• DIRECTIONS FOR THIS TASK: Look in the material below for the line with "in the SDL." and the line with "Map<String, Value>, GeneratorError>", then set down exactly those two lines and all lines between, nothing more.

━━━ SUPPLIED MATERIAL ━━━

//! Binds the generated descriptors and resolver table to an executable
//! schema.
//!
//! Collection types are only known at runtime, so the schema is assembled
//! dynamically: one object type per collection whose field resolvers read
//! from the parent record, plus root `Query` and `Mutation` objects whose
//! fields delegate to the generated resolvers.

use async_graphql::Value as GqlValue;
use async_graphql::dynamic::{
    Field, FieldFuture, FieldValue, InputValue, Object, ResolverContext, Schema, TypeRef,
};
use serde_json::{Map, Value};

use crate::errors::ServerError;
use crate::generator::{CollectionDescriptor, FieldDef, FieldMode, Resolver, ResolverTable};
use crate::store::StoreHandle;

/// Builds the executable schema over a store handle. Every root field is
/// backed by an entry in the resolver table.
pub fn build_schema(
    descriptors: &[CollectionDescriptor],
    table: &ResolverTable,
    store: StoreHandle,
) -> Result<Schema, ServerError> {
    let mut query = Object::new("Query");
    let mut mutation = Object::new("Mutation");
    let mut builder = Schema::build("Query", Some("Mutation"), None);

    for descriptor in descriptors {
        builder = builder.register(record_object(descriptor));
        query = query
            .field(all_field(descriptor, table, &store)?)
            .field(by_id_field(descriptor, table, &store)?);
        mutation = mutation
            .field(create_field(descriptor, table, &store)?)
            .field(update_field(descriptor, table, &store)?)
            .field(delete_field(descriptor, table, &store)?);
    }

    builder
        .register(query)
        .register(mutation)
        .finish()
        .map_err(|err| ServerError::Schema(err.to_string()))
}

/// Object type whose field resolvers read scalars out of a stored record.
fn record_object(descriptor: &CollectionDescriptor) -> Object {
    let mut object = Object::new(descriptor.type_name.clone());
    for field_def in &descriptor.fields {
        let name = field_def.name.clone();
        object = object.field(Field::new(
            field_def.name.clone(),
            scalar_ref(field_def, FieldMode::Create),
            move |ctx| {
                let name = name.clone();
                FieldFuture::new(async move {
                    let record = ctx.parent_value.try_downcast_ref::<Value>()?;
                    match record.get(&name) {
                        None | Some(Value::Null) => Ok(None),
                        Some(value) => {
                            Ok(Some(FieldValue::value(GqlValue::from_json(value.clone())?)))
                        }
                    }
                })
            },
        ));
    }
    object
}

fn all_field(
    descriptor: &CollectionDescriptor,
    table: &ResolverTable,
    store: &StoreHandle,
) -> Result<Field, ServerError> {
    let resolver = query_resolver(table, &descriptor.all_field())?;
    let store = store.clone();
    Ok(Field::new(
        descriptor.all_field(),
        TypeRef::named_list_nn(descriptor.type_name.clone()),
        move |_ctx| {
            let resolver = resolver.clone();
            let store = store.clone();
            FieldFuture::new(async move {
                match resolver.execute(&store, &Map::new()).await? {
                    Value::Array(rows) => Ok(Some(FieldValue::list(
                        rows.into_iter().map(FieldValue::owned_any),
                    ))),
                    _ => Err(shape_error("a list")),
                }
            })
        },
    ))
}

fn by_id_field(
    descriptor: &CollectionDescriptor,
    table: &ResolverTable,
    store: &StoreHandle,
) -> Result<Field, ServerError> {
    let resolver = query_resolver(table, descriptor.by_id_field())?;
    let store = store.clone();
    Ok(Field::new(
        descriptor.by_id_field().to_string(),
        TypeRef::named(descriptor.type_name.clone()),
        move |ctx| {
            let resolver = resolver.clone();
            let store = store.clone();
            FieldFuture::new(async move {
                let args = json_args(&ctx)?;
                record_result(resolver.execute(&store, &args).await?)
            })
        },
    )
    .argument(InputValue::new("id", TypeRef::named(TypeRef::INT))))
}

fn create_field(
    descriptor: &CollectionDescriptor,
    table: &ResolverTable,
    store: &StoreHandle,
) -> Result<Field, ServerError> {
    let resolver = mutation_resolver(table, &descriptor.create_field())?;
    let store = store.clone();
    let mut field = Field::new(
        descriptor.create_field(),
        TypeRef::named_nn(descriptor.type_name.clone()),
        move |ctx| {
            let resolver = resolver.clone();
            let store = store.clone();
            FieldFuture::new(async move {
                let args = json_args(&ctx)?;
                record_result(resolver.execute(&store, &args).await?)
            })
        },
    );
    for field_def in &descriptor.fields {
        field = field.argument(InputValue::new(
            field_def.name.clone(),
            scalar_ref(field_def, FieldMode::Create),
        ));
    }
    Ok(field)
}

fn update_field(
    descriptor: &CollectionDescriptor,
    table: &ResolverTable,
    store: &StoreHandle,
) -> Result<Field, ServerError> {
    let resolver = mutation_resolver(table, &descriptor.update_field())?;
    let store = store.clone();
    let mut field = Field::new(
        descriptor.update_field(),
        TypeRef::named(descriptor.type_name.clone()),
        move |ctx| {
            let resolver = resolver.clone();
            let store = store.clone();
            FieldFuture::new(async move {
                let args = json_args(&ctx)?;
                record_result(resolver.execute(&store, &args).await?)
            })
        },
    );
    for field_def in &descriptor.fields {
        field = field.argument(InputValue::new(
            field_def.name.clone(),
            scalar_ref(field_def, FieldMode::Update),
        ));
    }
    Ok(field)
}

fn delete_field(
    descriptor: &CollectionDescriptor,
    table: &ResolverTable,
    store: &StoreHandle,
) -> Result<Field, ServerError> {
    let resolver = mutation_resolver(table, &descriptor.delete_field())?;
    let store = store.clone();
    Ok(Field::new(
        descriptor.delete_field(),
        TypeRef::named_nn(TypeRef::BOOLEAN),
        move |ctx| {
            let resolver = resolver.clone();
            let store = store.clone();
            FieldFuture::new(async move {
                let args = json_args(&ctx)?;
                match resolver.execute(&store, &args).await? {
                    Value::Bool(removed) => Ok(Some(FieldValue::value(removed))),
                    _ => Err(shape_error("a boolean")),
                }
            })
        },
    )
    .argument(InputValue::new("id", TypeRef::named(TypeRef::INT))))
}

/// Request arguments as plain JSON, in the order the request listed them.
fn json_args(ctx: &ResolverContext<'_>) -> async_graphql::Result<Map<String, Value>> {
    let mut args = Map::new();
    for (name, value) in ctx.args.as_index_map() {
        args.insert(name.to_string(), value.clone().into_json()?);
    }
    Ok(args)
}

fn record_result<'a>(value: Value) -> async_graphql::Result<Option<FieldValue<'a>>> {
    match value {
        Value::Null => Ok(None),
        record @ Value::Object(_) => Ok(Some(FieldValue::owned_any(record))),
        _ => Err(shape_error("a record")),
    }
}

fn shape_error(expected: &str) -> async_graphql::Error {
    async_graphql::Error::new(format!("resolver did not produce {expected}"))
}

fn query_resolver(table: &ResolverTable, field: &str) -> Result<Resolver, ServerError> {
    table
        .query_resolver(field)
        .cloned()
        .ok_or_else(|| ServerError::MissingResolver(field.to_string()))
}

fn mutation_resolver(table: &ResolverTable, field: &str) -> Result<Resolver, ServerError> {
    table
        .mutation_resolver(field)
        .cloned()
        .ok_or_else(|| ServerError::MissingResolver(field.to_string()))
}

fn scalar_ref(field_def: &FieldDef, mode: FieldMode) -> TypeRef {
    let name = field_def.scalar.as_str();
    if field_def.required(mode) {
        TypeRef::named_nn(name)
    } else {
        TypeRef::named(name)
    }
}
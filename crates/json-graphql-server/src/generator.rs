//! Schema generation from seed records.
//!
//! Every collection in the store gets one object type, two query fields,
//! and three mutation fields. The first record of a collection is
//! authoritative for its field set and scalar types; later records are
//! only checked for a truthy `id`.

mod fields;
mod naming;
mod resolvers;

pub use fields::{FieldDef, FieldMode, ScalarType};
pub use resolvers::{Resolver, ResolverTable};

use serde_json::{Map, Value};

use crate::errors::GeneratorError;
use crate::store::{JsonStore, is_truthy};

/// Everything derived from one collection's first record.
#[derive(Debug, Clone, PartialEq, Eq)]
pub struct CollectionDescriptor {
    pub collection: String,
    pub type_name: String,
    pub plural_type_name: String,
    pub fields: Vec<FieldDef>,
}

impl CollectionDescriptor {
    /// Root field listing the whole collection: `allUsers`.
    pub fn all_field(&self) -> String {
        format!("all{}", self.plural_type_name)
    }

    /// Root field fetching one record by id: `User`.
    pub fn by_id_field(&self) -> &str {
        &self.type_name
    }

    /// `createUser`
    pub fn create_field(&self) -> String {
        format!("create{}", self.type_name)
    }

    /// `updateUser`
    pub fn update_field(&self) -> String {
        format!("update{}", self.type_name)
    }

    /// `deleteUser`
    pub fn delete_field(&self) -> String {
        format!("delete{}", self.type_name)
    }

    /// The argument list for the given mode: `id: Int, email: String!`.
    pub fn signature(&self, mode: FieldMode) -> String {
        fields::signature(&self.fields, mode)
    }
}

/// Derives SDL text and a resolver table from a loaded store.
///
/// Nothing is cached: each call re-reads the store it borrows, so two
/// calls over the same data produce identical output.
pub struct SchemaGenerator<'a> {
    store: &'a JsonStore,
}

impl<'a> SchemaGenerator<'a> {
    pub fn new(store: &'a JsonStore) -> Self {
        Self { store }
    }

    /// One descriptor per collection, in file order.
    pub fn descriptors(&self) -> Result<Vec<CollectionDescriptor>, GeneratorError> {
        let data = self.store.data();
        if data.is_empty() {
            return Err(GeneratorError::EmptyStore);
        }
        data.iter()
            .map(|(collection, rows)| describe(collection, rows))
            .collect()
    }

    /// The SDL for `Query`, `Mutation`, and one object type per collection.
    pub fn type_defs(&self) -> Result<String, GeneratorError> {
        Ok(render_type_defs(&self.descriptors()?))
    }

    /// Resolvers for every root field named in the SDL.
    pub fn resolvers(&self) -> Result<ResolverTable, GeneratorError> {
        let mut table = ResolverTable::default();
        for descriptor in self.descriptors()? {
            let collection = descriptor.collection.clone();
            table.query.insert(
                descriptor.all_field(),
                Resolver::All {
                    collection: collection.clone(),
                },
            );
            table.query.insert(
                descriptor.by_id_field().to_string(),
                Resolver::ById {
                    collection: collection.clone(),
                },
            );
            table.mutation.insert(
                descriptor.create_field(),
                Resolver::Create {
                    collection: collection.clone(),
                },
            );
            table.mutation.insert(
                descriptor.update_field(),
                Resolver::Update {
                    collection: collection.clone(),
                },
            );
            table.mutation.insert(
                descriptor.delete_field(),
                Resolver::Delete { collection },
            );
        }
        Ok(table)
    }
}

fn describe(collection: &str, rows: &Value) -> Result<CollectionDescriptor, GeneratorError> {
    let first = valid_seeds(collection, rows)?;
    Ok(CollectionDescriptor {
        collection: collection.to_string(),
        type_name: naming::type_name(collection),
        plural_type_name: naming::plural_type_name(collection),
        fields: fields::infer_fields(collection, first)?,
    })
}

/// Seeds are valid when the collection is a non-empty array whose every
/// record has a truthy `id`. Returns the first record.
fn valid_seeds<'v>(
    collection: &str,
    rows: &'v Value,
) -> Result<&'v Map<String, Value>, GeneratorError> {
    let invalid = || GeneratorError::InvalidSeeds(collection.to_string());
    let rows = rows.as_array().ok_or_else(invalid)?;
    if !rows.iter().all(|row| row.get("id").is_some_and(is_truthy)) {
        return Err(invalid());
    }
    rows.first()
        .and_then(Value::as_object)
        .ok_or_else(invalid)
}

fn render_type_defs(descriptors: &[CollectionDescriptor]) -> String {
    let mut sdl = String::from("type Query {\n");
    for d in descriptors {
        sdl.push_str(&format!("  {}: [{}]!\n", d.all_field(), d.type_name));
        sdl.push_str(&format!("  {}(id: Int): {}\n", d.by_id_field(), d.type_name));
    }
    sdl.push_str("}\n\ntype Mutation {\n");
    for d in descriptors {
        sdl.push_str(&format!(
            "  {}({}): {}!\n",
            d.create_field(),
            d.signature(FieldMode::Create),
            d.type_name
        ));
        sdl.push_str(&format!(
            "  {}({}): {}\n",
            d.update_field(),
            d.signature(FieldMode::Update),
            d.type_name
        ));
        sdl.push_str(&format!("  {}(id: Int): Boolean!\n", d.delete_field()));
    }
    sdl.push_str("}\n");
    for d in descriptors {
        sdl.push_str(&format!("\ntype {} {{\n", d.type_name));
        for field in &d.fields {
            let bang = if field.required(FieldMode::Create) { "!" } else { "" };
            sdl.push_str(&format!("  {}: {}{bang}\n", field.name, field.scalar));
        }
        sdl.push_str("}\n");
    }
    sdl
}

━━━

• ANSWER TO THIS TASK:
    /// Resolvers for every root field named in the SDL.
    pub fn resolvers(&self) -> Result<ResolverTable, GeneratorError> {
        let mut table = ResolverTable::default();
        for descriptor in self.descriptors()? {
            let collection = descriptor.collection.clone();
            table.query.insert(
                descriptor.all_field(),
                Resolver::All {
                    collection: collection.clone(),
                },
            );
            table.query.insert(
                descriptor.by_id_field().to_string(),
                Resolver::ById {
                    collection: collection.clone(),
                },
            );
            table.mutation.insert(
                descriptor.create_field(),
                Resolver::Create {
                    collection: collection.clone(),
                },
            );
            table.mutation.insert(
                descriptor.update_field(),
                Resolver::Update {
                    collection: collection.clone(),
                },
            );
            table.mutation.insert(
                descriptor.delete_field(),
                Resolver::Delete { collection },
            );
        }
        Ok(table)
    }
}

fn describe(collection: &str, rows: &Value) -> Result<CollectionDescriptor, GeneratorError> {
    let first = valid_seeds(collection, rows)?;
    Ok(CollectionDescriptor {
        collection: collection.to_string(),
        type_name: naming::type_name(collection),
        plural_type_name: naming::plural_type_name(collection),
        fields: fields::infer_fields(collection, first)?,
    })
}

/// Seeds are valid when the collection is a non-empty array whose every
/// record has a truthy `id`. Returns the first record.
fn valid_seeds<'v>(
    collection: &str,
    rows: &'v Value,
) -> Result<&'v Map<String, Value>, GeneratorError> {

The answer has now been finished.